Even as the nationwide protests are happening, media attention has already turned their backs on them. In focus now is the circus that is the Trump transition. Yes, we need to know what’s happening and how it’s happening since millions of us are going to feel the adverse affects of a Trump cabinet and Trump appointees to the highest and most powerful offices and positions in the federal government more than those supporters who voted for Trump despite his racist, sexist, misogynist campaign platform.

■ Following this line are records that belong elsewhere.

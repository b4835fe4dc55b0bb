//! Camera and mission configuration sections.

use serde::{Deserialize, Serialize};

use super::defaults;

/// Camera settings section
#[derive(Clone, Debug, PartialEq, Serialize, Deserialize)]
pub struct CameraSection {
    /// Horizontal field of view (radians)
    #[serde(default = "defaults::hfov_rad")]
    pub hfov_rad: f64,

    /// Vertical field of view (degrees)
    #[serde(default = "defaults::vfov_deg")]
    pub vfov_deg: f64,

    /// Vehicle yaw at which image up points north (degrees)
    #[serde(default = "defaults::yaw_offset_deg")]
    pub yaw_offset_deg: f64,

    /// Expected frame size, used by the CLI when none is given
    #[serde(default)]
    pub image_width: Option<u32>,

    #[serde(default)]
    pub image_height: Option<u32>,
}

impl Default for CameraSection {
    fn default() -> Self {
        Self {
            hfov_rad: 2.0,
            vfov_deg: 82.0,
            yaw_offset_deg: 90.0,
            image_width: None,
            image_height: None,
        }
    }
}

/// Mission settings section
#[derive(Clone, Debug, PartialEq, Serialize, Deserialize)]
pub struct MissionSection {
    #[serde(default = "defaults::altitude_m")]
    pub altitude_m: f64,

    #[serde(default = "defaults::speed_m_s")]
    pub speed_m_s: f64,

    #[serde(default = "defaults::rtl_altitude_m")]
    pub rtl_altitude_m: f64,

    #[serde(default)]
    pub gimbal_pitch_deg: f64,

    #[serde(default)]
    pub gimbal_yaw_deg: f64,

    /// Takeoff is a separate action for VTOL airframes
    #[serde(default)]
    pub vtol: bool,

    /// Square survey legs (m)
    #[serde(default = "defaults::square_leg_m")]
    pub square_north_m: f64,

    #[serde(default = "defaults::square_leg_m")]
    pub square_east_m: f64,

    #[serde(default = "defaults::square_return_m")]
    pub square_south_m: f64,
}

impl Default for MissionSection {
    fn default() -> Self {
        Self {
            altitude_m: 20.0,
            speed_m_s: 10.0,
            rtl_altitude_m: 10.0,
            gimbal_pitch_deg: 0.0,
            gimbal_yaw_deg: 0.0,
            vtol: false,
            square_north_m: 10.0,
            square_east_m: 10.0,
            square_south_m: -10.0,
        }
    }
}
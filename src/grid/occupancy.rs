//! Boolean occupancy storage.

use serde::{Deserialize, Serialize};

use crate::core::GridCoord;
use crate::error::{NavError, Result};

/// Rectangular block of cells, inclusive of the min corner and exclusive of
/// the max corner. Corners may be given in either order.
#[derive(Clone, Copy, Debug, PartialEq, Eq, Serialize, Deserialize)]
pub struct ObstacleRect {
    pub row_a: usize,
    pub col_a: usize,
    pub row_b: usize,
    pub col_b: usize,
}

impl ObstacleRect {
    /// Rectangle spanned by two corners.
    pub fn from_corners(a: GridCoord, b: GridCoord) -> Self {
        Self {
            row_a: a.row,
            col_a: a.col,
            row_b: b.row,
            col_b: b.col,
        }
    }

    fn row_range(&self) -> std::ops::Range<usize> {
        self.row_a.min(self.row_b)..self.row_a.max(self.row_b)
    }

    fn col_range(&self) -> std::ops::Range<usize> {
        self.col_a.min(self.col_b)..self.col_a.max(self.col_b)
    }
}

/// Row-major obstacle mask; `true` means occupied. Default is all free.
#[derive(Clone, Debug, PartialEq, Eq)]
pub struct OccupancyGrid {
    cells: Vec<bool>,
    rows: usize,
    cols: usize,
}

impl OccupancyGrid {
    /// Create an all-free grid.
    ///
    /// # Panics
    /// If `rows * cols` overflows `usize`. Use [`OccupancyGrid::try_new`] for
    /// sizes that come from user input.
    pub fn new(rows: usize, cols: usize) -> Self {
        match Self::try_new(rows, cols) {
            Ok(grid) => grid,
            Err(e) => panic!("{e}"),
        }
    }

    /// Create an all-free grid, rejecting a cell count that overflows.
    pub fn try_new(rows: usize, cols: usize) -> Result<Self> {
        let len = rows
            .checked_mul(cols)
            .ok_or_else(|| NavError::InvalidGrid(format!("{rows}x{cols} cells overflow usize")))?;
        Ok(Self {
            cells: vec![false; len],
            rows,
            cols,
        })
    }

    /// Parse an ASCII map, one line per row starting at row 0.
    ///
    /// `#` marks an occupied cell, anything else is free. All lines must
    /// have the same length.
    pub fn from_ascii(map: &str) -> Result<Self> {
        let lines: Vec<&str> = map
            .lines()
            .map(str::trim)
            .filter(|l| !l.is_empty())
            .collect();
        let cols = lines.first().map_or(0, |l| l.chars().count());
        if lines.is_empty() || cols == 0 {
            return Err(NavError::InvalidGrid("empty ascii map".to_string()));
        }

        let mut grid = Self::new(lines.len(), cols);
        for (row, line) in lines.iter().enumerate() {
            if line.chars().count() != cols {
                return Err(NavError::InvalidGrid(format!(
                    "ascii map row {row} has {} columns, expected {cols}",
                    line.chars().count()
                )));
            }
            for (col, ch) in line.chars().enumerate() {
                if ch == '#' {
                    grid.cells[row * cols + col] = true;
                }
            }
        }
        Ok(grid)
    }

    /// Grid height in cells
    #[inline]
    pub fn rows(&self) -> usize {
        self.rows
    }

    /// Grid width in cells
    #[inline]
    pub fn cols(&self) -> usize {
        self.cols
    }

    /// Check if grid coordinates are within bounds
    #[inline]
    pub fn is_valid_coord(&self, coord: GridCoord) -> bool {
        coord.row < self.rows && coord.col < self.cols
    }

    #[inline]
    fn index(&self, coord: GridCoord) -> usize {
        coord.row * self.cols + coord.col
    }

    /// Occupied state; out-of-range cells read as occupied.
    #[inline]
    pub fn is_occupied(&self, coord: GridCoord) -> bool {
        !self.is_valid_coord(coord) || self.cells[self.index(coord)]
    }

    /// In range and not occupied.
    #[inline]
    pub fn is_free(&self, coord: GridCoord) -> bool {
        !self.is_occupied(coord)
    }

    /// Set one cell.
    pub fn set(&mut self, coord: GridCoord, occupied: bool) -> Result<()> {
        if !self.is_valid_coord(coord) {
            return Err(NavError::CellOutOfBounds {
                row: coord.row,
                col: coord.col,
            });
        }
        let idx = self.index(coord);
        self.cells[idx] = occupied;
        Ok(())
    }

    /// Mark a rectangle occupied, clipped to the grid.
    ///
    /// Returns the number of cells that changed from free to occupied.
    pub fn fill_rect(&mut self, rect: ObstacleRect) -> usize {
        let rows = rect.row_range();
        let cols = rect.col_range();
        let mut changed = 0;
        for row in rows.start..rows.end.min(self.rows) {
            for col in cols.start..cols.end.min(self.cols) {
                let idx = row * self.cols + col;
                if !self.cells[idx] {
                    self.cells[idx] = true;
                    changed += 1;
                }
            }
        }
        changed
    }

    /// Free every cell.
    pub fn clear(&mut self) {
        self.cells.fill(false);
    }

    /// Number of occupied cells.
    pub fn occupied_count(&self) -> usize {
        self.cells.iter().filter(|&&c| c).count()
    }

    /// Render as ASCII (`#` occupied, `.` free), row 0 first.
    pub fn to_ascii(&self) -> String {
        let mut out = String::with_capacity(self.rows * (self.cols + 1));
        for row in self.cells.chunks(self.cols.max(1)) {
            out.extend(row.iter().map(|&c| if c { '#' } else { '.' }));
            out.push('\n');
        }
        out
    }
}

Those people can afford to, even though to date Trump has done nothing but appoint and shortlist people to be in his government that exemplify Wall Street interests, are deep in the establishment, and are lobbyists for corporate and big money interests – exactly the kind of sludge of whom Trump promised his loyal base he would drain the swamp. But the sad fact of the matter is that the protests have already become expendable. They’re not worthy of interrupting national coverage of the Trump transition because they do not yet pose a direct and meaningful challenge to Trumpism and, more importantly, to the systemic failures that powered its rise. That is not a shortcoming of the protestors, but an indication that their anger and defiance are not being taken seriously, and to make matters worse are being maligned, ridiculed, and dismissed. Therefore, the impact of the protests needs to be more immediately active.

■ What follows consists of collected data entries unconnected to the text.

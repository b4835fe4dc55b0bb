//! Downward camera model.

use crate::core::math::deg_to_rad;

/// Fixed-lens nadir camera.
#[derive(Clone, Copy, Debug, PartialEq)]
pub struct CameraModel {
    /// Horizontal field of view (radians)
    pub hfov_rad: f64,
    /// Vertical field of view (radians)
    pub vfov_rad: f64,
    /// Vehicle yaw at which image up points north (degrees)
    pub yaw_offset_deg: f64,
}

impl Default for CameraModel {
    fn default() -> Self {
        Self {
            hfov_rad: 2.0,
            vfov_rad: deg_to_rad(82.0),
            yaw_offset_deg: 90.0,
        }
    }
}

impl CameraModel {
    /// Ground footprint `(width_m, height_m)` seen from `altitude_m` over
    /// flat terrain.
    pub fn footprint(&self, altitude_m: f64) -> (f64, f64) {
        (
            2.0 * altitude_m * (self.hfov_rad / 2.0).tan(),
            2.0 * altitude_m * (self.vfov_rad / 2.0).tan(),
        )
    }

    /// Rotation applied to image offsets to align them with north/east.
    #[inline]
    pub fn alignment_angle(&self, yaw_deg: f64) -> f64 {
        -deg_to_rad(yaw_deg - self.yaw_offset_deg)
    }
}
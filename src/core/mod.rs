//! Core types shared by every module.
//!
//! - [`GridCoord`]: integer `(row, col)` cell address
//! - [`GeoPoint`]: geographic `(lat, lon)` in decimal degrees
//! - [`math`]: angle helpers

mod point;

pub mod math;

pub use point::{GeoPoint, GridCoord};
//! A* pathfinding types.

use serde::{Deserialize, Serialize};
use std::cmp::Ordering;

use crate::core::GridCoord;

/// Entry in the open set. `node` indexes the search arena.
#[derive(Clone, Copy, Debug)]
pub(super) struct OpenEntry {
    pub f_cost: f64,
    /// Insertion counter; earlier entries win ties.
    pub seq: u64,
    pub node: usize,
}

impl Eq for OpenEntry {}

impl PartialEq for OpenEntry {
    fn eq(&self, other: &Self) -> bool {
        self.cmp(other) == Ordering::Equal
    }
}

impl Ord for OpenEntry {
    fn cmp(&self, other: &Self) -> Ordering {
        // Reverse ordering for min-heap behavior
        other
            .f_cost
            .total_cmp(&self.f_cost)
            .then_with(|| other.seq.cmp(&self.seq))
    }
}

impl PartialOrd for OpenEntry {
    fn partial_cmp(&self, other: &Self) -> Option<Ordering> {
        Some(self.cmp(other))
    }
}

/// Arena record: a cell reached with cost `g_cost` from `parent`.
#[derive(Clone, Copy, Debug)]
pub(super) struct SearchNode {
    pub coord: GridCoord,
    pub g_cost: f64,
    pub parent: Option<usize>,
}

/// Distance estimate from a cell to the goal.
#[derive(Clone, Copy, Debug, Default, PartialEq, Eq, Serialize, Deserialize)]
#[serde(rename_all = "snake_case")]
pub enum Heuristic {
    /// Straight-line distance in cells (admissible for 8-connected moves)
    #[default]
    Euclidean,
    /// Exact obstacle-free 8-connected cost (admissible, tighter)
    Octile,
    /// |dr| + |dc| (overestimates diagonals; not admissible here)
    Manhattan,
    /// Always 0 (Dijkstra)
    Zero,
}

impl Heuristic {
    /// Evaluate the heuristic between two cells.
    pub fn estimate(self, from: GridCoord, to: GridCoord) -> f64 {
        let dr = from.row.abs_diff(to.row) as f64;
        let dc = from.col.abs_diff(to.col) as f64;
        match self {
            Heuristic::Euclidean => (dr * dr + dc * dc).sqrt(),
            Heuristic::Octile => {
                let (min, max) = (dr.min(dc), dr.max(dc));
                max + (std::f64::consts::SQRT_2 - 1.0) * min
            }
            Heuristic::Manhattan => dr + dc,
            Heuristic::Zero => 0.0,
        }
    }
}

/// A* pathfinding configuration
#[derive(Clone, Debug, Default, PartialEq)]
pub struct AStarConfig {
    /// Heuristic used by [`AStarPlanner::find_path`](super::AStarPlanner::find_path)
    pub heuristic: Heuristic,
}

impl AStarConfig {
    /// Create with a specific heuristic
    pub fn with_heuristic(heuristic: Heuristic) -> Self {
        Self { heuristic }
    }
}

/// Result of a successful A* search
#[derive(Clone, Debug, PartialEq)]
pub struct PathResult {
    /// Cells from start to goal inclusive
    pub path: Vec<GridCoord>,
    /// Total move cost (1 per cardinal step, √2 per diagonal step)
    pub cost: f64,
    /// Number of nodes expanded during search
    pub nodes_expanded: usize,
}

impl PathResult {
    /// Path length in cells
    pub fn len(&self) -> usize {
        self.path.len()
    }

    /// True only for a degenerate result with no cells
    pub fn is_empty(&self) -> bool {
        self.path.is_empty()
    }
}
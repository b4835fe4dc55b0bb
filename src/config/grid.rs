//! Grid and obstacle configuration sections.

use serde::{Deserialize, Serialize};

use crate::error::Result;
use crate::geo::GeoGrid;
use crate::grid::{ObstacleRect, OccupancyGrid};

use super::defaults;

/// Geographic box and resolution
#[derive(Clone, Debug, PartialEq, Serialize, Deserialize)]
pub struct GridSection {
    #[serde(default = "defaults::lat_min")]
    pub lat_min: f64,

    #[serde(default = "defaults::lat_max")]
    pub lat_max: f64,

    #[serde(default = "defaults::lon_min")]
    pub lon_min: f64,

    #[serde(default = "defaults::lon_max")]
    pub lon_max: f64,

    /// Latitude samples
    #[serde(default = "defaults::grid_size")]
    pub rows: usize,

    /// Longitude samples
    #[serde(default = "defaults::grid_size")]
    pub cols: usize,
}

impl Default for GridSection {
    fn default() -> Self {
        Self {
            lat_min: 38.1598,
            lat_max: 38.163,
            lon_min: -122.457,
            lon_max: -122.451,
            rows: 200,
            cols: 200,
        }
    }
}

impl GridSection {
    pub fn to_geo_grid(&self) -> Result<GeoGrid> {
        GeoGrid::new(
            self.lat_min,
            self.lat_max,
            self.lon_min,
            self.lon_max,
            self.rows,
            self.cols,
        )
    }

    /// Occupancy grid of this shape with `obstacles` filled in.
    pub fn to_occupancy_grid(&self, obstacles: &[ObstacleRect]) -> Result<OccupancyGrid> {
        let mut grid = OccupancyGrid::try_new(self.rows, self.cols)?;
        for &rect in obstacles {
            grid.fill_rect(rect);
        }
        Ok(grid)
    }
}
//! End-to-end route planning in geographic coordinates.
//!
//! Geographic endpoints are mapped to cells, searched, simplified on cells
//! and converted back to lat/lon waypoints.

use log::{debug, info};

use crate::core::{GeoPoint, GridCoord};
use crate::error::{NavError, Result};
use crate::geo::GeoGrid;
use crate::grid::OccupancyGrid;

use super::astar::{AStarConfig, AStarPlanner};
use super::hybrid::{HybridAStarPlanner, HybridConfig, KinematicPath, KinematicPose};
use super::simplify::{DEFAULT_COLLINEARITY_EPSILON, simplify_path};

/// Discrete route in both grid and geographic form.
#[derive(Clone, Debug, PartialEq)]
pub struct GeoRoute {
    /// Full cell path from the search
    pub cells: Vec<GridCoord>,
    /// Cell path after collinear pruning
    pub simplified: Vec<GridCoord>,
    /// Geographic waypoints of the simplified path
    pub waypoints: Vec<GeoPoint>,
    /// Move cost in cells (1 cardinal, √2 diagonal)
    pub cost: f64,
    pub nodes_expanded: usize,
}

/// Owns a grid pair and runs either planner on geographic endpoints.
#[derive(Clone, Debug)]
pub struct RoutePlanner {
    geo: GeoGrid,
    grid: OccupancyGrid,
    astar: AStarConfig,
    hybrid: HybridConfig,
    epsilon: f64,
}

impl RoutePlanner {
    /// The occupancy grid must have the geo grid's shape.
    pub fn new(geo: GeoGrid, grid: OccupancyGrid) -> Result<Self> {
        if geo.rows() != grid.rows() || geo.cols() != grid.cols() {
            return Err(NavError::InvalidGrid(format!(
                "occupancy grid {}x{} does not match geo grid {}x{}",
                grid.rows(),
                grid.cols(),
                geo.rows(),
                geo.cols()
            )));
        }
        Ok(Self {
            geo,
            grid,
            astar: AStarConfig::default(),
            hybrid: HybridConfig::default(),
            epsilon: DEFAULT_COLLINEARITY_EPSILON,
        })
    }

    pub fn with_astar_config(mut self, config: AStarConfig) -> Self {
        self.astar = config;
        self
    }

    pub fn with_hybrid_config(mut self, config: HybridConfig) -> Self {
        self.hybrid = config;
        self
    }

    /// Collinearity threshold used when pruning cell paths
    pub fn with_epsilon(mut self, epsilon: f64) -> Self {
        self.epsilon = epsilon;
        self
    }

    pub fn geo(&self) -> &GeoGrid {
        &self.geo
    }

    pub fn grid(&self) -> &OccupancyGrid {
        &self.grid
    }

    /// Mutable access for obstacle edits between plans
    pub fn grid_mut(&mut self) -> &mut OccupancyGrid {
        &mut self.grid
    }

    /// 8-connected A* between two geographic points.
    pub fn plan_discrete(&self, start: GeoPoint, goal: GeoPoint) -> Result<GeoRoute> {
        let start_cell = self.geo.to_cell(start)?;
        let goal_cell = self.geo.to_cell(goal)?;
        info!(
            "[Route] discrete: ({:.6}, {:.6}) -> ({:.6}, {:.6})",
            start.lat, start.lon, goal.lat, goal.lon
        );

        let result = AStarPlanner::new(&self.grid, self.astar.clone())
            .find_path(start_cell, goal_cell)
            .inspect_err(|e| debug!("[Route] discrete search failed: {e}"))?;

        let simplified = simplify_path(&result.path, self.epsilon);
        let waypoints = self.geo.path_to_geo(&simplified)?;
        debug!(
            "[Route] {} cells pruned to {} waypoints, cost={:.3}",
            result.len(),
            waypoints.len(),
            result.cost
        );

        Ok(GeoRoute {
            cells: result.path,
            simplified,
            waypoints,
            cost: result.cost,
            nodes_expanded: result.nodes_expanded,
        })
    }

    /// Hybrid A* from a start pose to the cell containing `goal`.
    pub fn plan_kinematic(&self, start: KinematicPose, goal: GeoPoint) -> Result<KinematicPath> {
        info!(
            "[Route] kinematic: ({:.6}, {:.6}, yaw={:.3}) -> ({:.6}, {:.6})",
            start.lat, start.lon, start.yaw, goal.lat, goal.lon
        );
        let path = HybridAStarPlanner::new(&self.geo, &self.grid, self.hybrid.clone())?
            .find_path(start, goal)
            .inspect_err(|e| debug!("[Route] kinematic search failed: {e}"))?;
        debug!(
            "[Route] kinematic path with {} states, nodes_expanded={}",
            path.len(),
            path.nodes_expanded
        );
        Ok(path)
    }
}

Organizing, engaging, drawing alliances are all good and necessary parts of the process, but here are some things that are happening already that give me pause. Democratic leaders are showing too much keenness to give Trump a chance, thereby setting the dangerous and misguided precedent of normalizing the hate on which Trump rode to the White House. Every time a member of the Democratic Party gives Trump an inch, they’re giving his entire playbook, philosophy, and platform a mile. Progressive favorites of mine like Sen. Bernie Sanders and Sen. Elizabeth Warren, to whom millions of us have been holding up our faces and our cries, have also come too close to offering Trump a handshake, which has gotten the message across to protestors and activists against Trump and Trumpism that their movement may not have the solid support it needs from the ground up. If the DNC is truly going to build from the grassroots and restructure a party platform out of the debris of its previous form, which needed to go, and parts of which still need to be undone, then they need to look to and encourage the protestors, and along with them every person in government who understands their plight that are fearful of losing their jobs – rightfully so – but are silent comrades wishing the movement well.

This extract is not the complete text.